**DATA SUPPLIED**
- - - -
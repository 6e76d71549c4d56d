//! Visitors and the dispatcher that routes visitables to them.
//!
//! A visitor declares which formats it handles in a [`HandlerTable`]. The
//! [`Dispatcher`] looks the visitable's kind up in that table: a missing
//! entry is [`QuarryError::UnsupportedVariant`] (a gap to fill), an explicit
//! [`Handling::Refuse`] is [`QuarryError::NotApplicable`] (an intentional
//! restriction).
//!
//! # Example
//!
//! ```
//! use quarry_core::query::PathQuery;
//! use quarry_core::types::{Element, HtmlContainer, Visitable};
//! use quarry_core::visitor::{Dispatcher, XPathVisitor};
//!
//! let page = HtmlContainer::new(
//!     Some("a.html".into()),
//!     Element::new("html").with_child(Element::new("p").with_text("hi")),
//! );
//! let dispatcher = Dispatcher::new(XPathVisitor::new(PathQuery::parse("//p").unwrap()));
//! let tree = dispatcher.visit(&Visitable::html(vec![page])).unwrap();
//! assert_eq!(tree.match_count(), 1);
//! ```

mod pattern;
mod xpath;

pub use pattern::PatternVisitor;
pub use xpath::XPathVisitor;

use std::collections::HashMap;

use crate::error::{QuarryError, QuarryResult};
use crate::query::PathQuery;
use crate::search::PathSearcher;
use crate::traits::Searcher;
use crate::types::{Container, PdfContainer, ResultsTree, Visitable, VisitableKind};

/// How a visitor treats a format it lists.
#[derive(Debug, Clone, Copy, PartialEq, Eq)]
pub enum Handling {
    /// Search the visitable's containers.
    Search,
    /// Recognize the format but refuse it.
    Refuse,
}

/// The set of formats a visitor handles.
#[derive(Debug, Clone, Default)]
pub struct HandlerTable {
    entries: HashMap<VisitableKind, Handling>,
}

impl HandlerTable {
    /// Create an empty table: every format is unsupported.
    pub fn new() -> Self {
        Self::default()
    }

    /// Handle these formats by searching.
    pub fn search(mut self, kinds: &[VisitableKind]) -> Self {
        for kind in kinds {
            self.entries.insert(*kind, Handling::Search);
        }
        self
    }

    /// Refuse these formats.
    pub fn refuse(mut self, kinds: &[VisitableKind]) -> Self {
        for kind in kinds {
            self.entries.insert(*kind, Handling::Refuse);
        }
        self
    }

    /// Look up a format.
    pub fn lookup(&self, kind: VisitableKind) -> Option<Handling> {
        self.entries.get(&kind).copied()
    }
}

/// Core Visitor trait - every concrete visitor implements this.
pub trait Visitor {
    /// Visitor type name used in diagnostics.
    fn name(&self) -> &str;

    /// Formats this visitor handles.
    fn handlers(&self) -> &HandlerTable;

    /// Query bound into default searchers.
    fn query(&self) -> &PathQuery;

    /// Create the visitor's configured searcher.
    fn create_searcher(&self) -> Box<dyn Searcher>;

    /// Create a fresh searcher for containers searched outside the normal
    /// per-visitable loop, such as PDF-derived pages.
    fn create_default_searcher(&self) -> Box<dyn Searcher> {
        Box::new(PathSearcher::new(self.query().clone()))
    }
}

/// Routes visitables to a visitor and aggregates their results.
pub struct Dispatcher<V: Visitor> {
    visitor: V,
}

impl<V: Visitor> Dispatcher<V> {
    /// Create a dispatcher for a visitor.
    pub fn new(visitor: V) -> Self {
        Self { visitor }
    }

    /// The wrapped visitor.
    pub fn visitor(&self) -> &V {
        &self.visitor
    }

    /// Visit one visitable and return its results tree.
    ///
    /// The tree's root is created on the first append, so a visitable with
    /// no containers yields an empty tree.
    pub fn visit(&self, visitable: &Visitable) -> QuarryResult<ResultsTree> {
        let kind = visitable.kind();
        match self.visitor.handlers().lookup(kind) {
            None => return Err(self.not_yet_implemented(kind)),
            Some(Handling::Refuse) => {
                return Err(QuarryError::not_applicable(
                    self.visitor.name(),
                    kind.type_name(),
                ))
            }
            Some(Handling::Search) => {}
        }

        tracing::debug!("{} visiting {}", self.visitor.name(), visitable);
        let mut tree = ResultsTree::new();
        match visitable {
            Visitable::Html(docs) => self.search_each(docs.containers(), &mut tree)?,
            Visitable::Xml(docs) => self.search_each(docs.containers(), &mut tree)?,
            Visitable::Svg(docs) => self.search_each(docs.containers(), &mut tree)?,
            Visitable::Image(docs) => self.search_each(docs.containers(), &mut tree)?,
            Visitable::Pdf(docs) => self.search_derived(docs.containers(), &mut tree)?,
            // Reserved: no table search exists yet.
            Visitable::Table(_) => return Err(self.not_yet_implemented(kind)),
        }
        Ok(tree)
    }

    /// Search an arbitrary container with a fresh default searcher and append
    /// its results to `tree`.
    pub fn search_container(
        &self,
        container: &dyn Container,
        tree: &mut ResultsTree,
    ) -> QuarryResult<()> {
        let searcher = self.visitor.create_default_searcher();
        tree.append(searcher.search(container)?);
        Ok(())
    }

    fn search_each<C: Container>(
        &self,
        containers: &[C],
        tree: &mut ResultsTree,
    ) -> QuarryResult<()> {
        for container in containers {
            let searcher = self.visitor.create_searcher();
            tree.append(searcher.search(container)?);
        }
        Ok(())
    }

    fn search_derived(&self, pdfs: &[PdfContainer], tree: &mut ResultsTree) -> QuarryResult<()> {
        for pdf in pdfs {
            match pdf.html_container() {
                Some(html) => self.search_container(html, tree)?,
                None => tracing::debug!("No derived HTML for {:?}", pdf.source()),
            }
            match pdf.svg_containers() {
                Some(pages) => {
                    for svg in pages {
                        self.search_container(svg, tree)?;
                    }
                }
                None => tracing::debug!("No derived SVG for {:?}", pdf.source()),
            }
        }
        Ok(())
    }

    fn not_yet_implemented(&self, kind: VisitableKind) -> QuarryError {
        QuarryError::unsupported(self.visitor.name(), kind.type_name())
    }
}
- - - -
**WHAT IS BEING ASKED**
Exact reproduction of the listing above is required.

**EXERCISE RESULT**
repository 6e76d71549c4d56d
//! Visitors and the dispatcher that routes visitables to them.
//!
//! A visitor declares which formats it handles in a [`HandlerTable`]. The
//! [`Dispatcher`] looks the visitable's kind up in that table: a missing
//! entry is [`QuarryError::UnsupportedVariant`] (a gap to fill), an explicit
//! [`Handling::Refuse`] is [`QuarryError::NotApplicable`] (an intentional
//! restriction).
//!
//! # Example
//!
//! ```
//! use quarry_core::query::PathQuery;
//! use quarry_core::types::{Element, HtmlContainer, Visitable};
//! use quarry_core::visitor::{Dispatcher, XPathVisitor};
//!
//! let page = HtmlContainer::new(
//!     Some("a.html".into()),
//!     Element::new("html").with_child(Element::new("p").with_text("hi")),
//! );
//! let dispatcher = Dispatcher::new(XPathVisitor::new(PathQuery::parse("//p").unwrap()));
//! let tree = dispatcher.visit(&Visitable::html(vec![page])).unwrap();
//! assert_eq!(tree.match_count(), 1);
//! ```

mod pattern;
mod xpath;

pub use pattern::PatternVisitor;
pub use xpath::XPathVisitor;

use std::collections::HashMap;

use crate::error::{QuarryError, QuarryResult};
use crate::query::PathQuery;
use crate::search::PathSearcher;
use crate::traits::Searcher;
use crate::types::{Container, PdfContainer, ResultsTree, Visitable, VisitableKind};

/// How a visitor treats a format it lists.
#[derive(Debug, Clone, Copy, PartialEq, Eq)]
pub enum Handling {
    /// Search the visitable's containers.
    Search,
    /// Recognize the format but refuse it.
    Refuse,
}

/// The set of formats a visitor handles.
#[derive(Debug, Clone, Default)]
pub struct HandlerTable {
    entries: HashMap<VisitableKind, Handling>,
}

impl HandlerTable {
    /// Create an empty table: every format is unsupported.
    pub fn new() -> Self {
        Self::default()
    }

    /// Handle these formats by searching.
    pub fn search(mut self, kinds: &[VisitableKind]) -> Self {
        for kind in kinds {
            self.entries.insert(*kind, Handling::Search);
        }
        self
    }

    /// Refuse these formats.
    pub fn refuse(mut self, kinds: &[VisitableKind]) -> Self {
        for kind in kinds {
            self.entries.insert(*kind, Handling::Refuse);
        }
        self
    }

    /// Look up a format.
    pub fn lookup(&self, kind: VisitableKind) -> Option<Handling> {
        self.entries.get(&kind).copied()
    }
}

/// Core Visitor trait - every concrete visitor implements this.
pub trait Visitor {
    /// Visitor type name used in diagnostics.
    fn name(&self) -> &str;

    /// Formats this visitor handles.
    fn handlers(&self) -> &HandlerTable;

    /// Query bound into default searchers.
    fn query(&self) -> &PathQuery;

    /// Create the visitor's configured searcher.
    fn create_searcher(&self) -> Box<dyn Searcher>;

    /// Create a fresh searcher for containers searched outside the normal
    /// per-visitable loop, such as PDF-derived pages.
    fn create_default_searcher(&self) -> Box<dyn Searcher> {
        Box::new(PathSearcher::new(self.query().clone()))
    }
}

/// Routes visitables to a visitor and aggregates their results.
pub struct Dispatcher<V: Visitor> {
    visitor: V,
}

impl<V: Visitor> Dispatcher<V> {
    /// Create a dispatcher for a visitor.
    pub fn new(visitor: V) -> Self {
        Self { visitor }
    }

    /// The wrapped visitor.
    pub fn visitor(&self) -> &V {
        &self.visitor
    }

    /// Visit one visitable and return its results tree.
    ///
    /// The tree's root is created on the first append, so a visitable with
    /// no containers yields an empty tree.
    pub fn visit(&self, visitable: &Visitable) -> QuarryResult<ResultsTree> {
        let kind = visitable.kind();
        match self.visitor.handlers().lookup(kind) {
            None => return Err(self.not_yet_implemented(kind)),
            Some(Handling::Refuse) => {
                return Err(QuarryError::not_applicable(
                    self.visitor.name(),
                    kind.type_name(),
                ))
            }
            Some(Handling::Search) => {}
        }

        tracing::debug!("{} visiting {}", self.visitor.name(), visitable);
        let mut tree = ResultsTree::new();
        match visitable {
            Visitable::Html(docs) => self.search_each(docs.containers(), &mut tree)?,
            Visitable::Xml(docs) => self.search_each(docs.containers(), &mut tree)?,
            Visitable::Svg(docs) => self.search_each(docs.containers(), &mut tree)?,
            Visitable::Image(docs) => self.search_each(docs.containers(), &mut tree)?,
            Visitable::Pdf(docs) => self.search_derived(docs.containers(), &mut tree)?,
            // Reserved: no table search exists yet.
            Visitable::Table(_) => return Err(self.not_yet_implemented(kind)),
        }
        Ok(tree)
    }

    /// Search an arbitrary container with a fresh default searcher and append
    /// its results to `tree`.
    pub fn search_container(
        &self,
        container: &dyn Container,
        tree: &mut ResultsTree,
    ) -> QuarryResult<()> {
        let searcher = self.visitor.create_default_searcher();
        tree.append(searcher.search(container)?);
        Ok(())
    }

    fn search_each<C: Container>(
        &self,
        containers: &[C],
        tree: &mut ResultsTree,
    ) -> QuarryResult<()> {
        for container in containers {
            let searcher = self.visitor.create_searcher();
            tree.append(searcher.search(container)?);
        }
        Ok(())
    }

    fn search_derived(&self, pdfs: &[PdfContainer], tree: &mut ResultsTree) -> QuarryResult<()> {
        for pdf in pdfs {
            match pdf.html_container() {
                Some(html) => self.search_container(html, tree)?,
                None => tracing::debug!("No derived HTML for {:?}", pdf.source()),
            }
            match pdf.svg_containers() {
                Some(pages) => {
                    for svg in pages {
                        self.search_container(svg, tree)?;
                    }
                }
                None => tracing::debug!("No derived SVG for {:?}", pdf.source()),
            }
        }
        Ok(())
    }

    fn not_yet_implemented(&self, kind: VisitableKind) -> QuarryError {
        QuarryError::unsupported(self.visitor.name(), kind.type_name())
    }
}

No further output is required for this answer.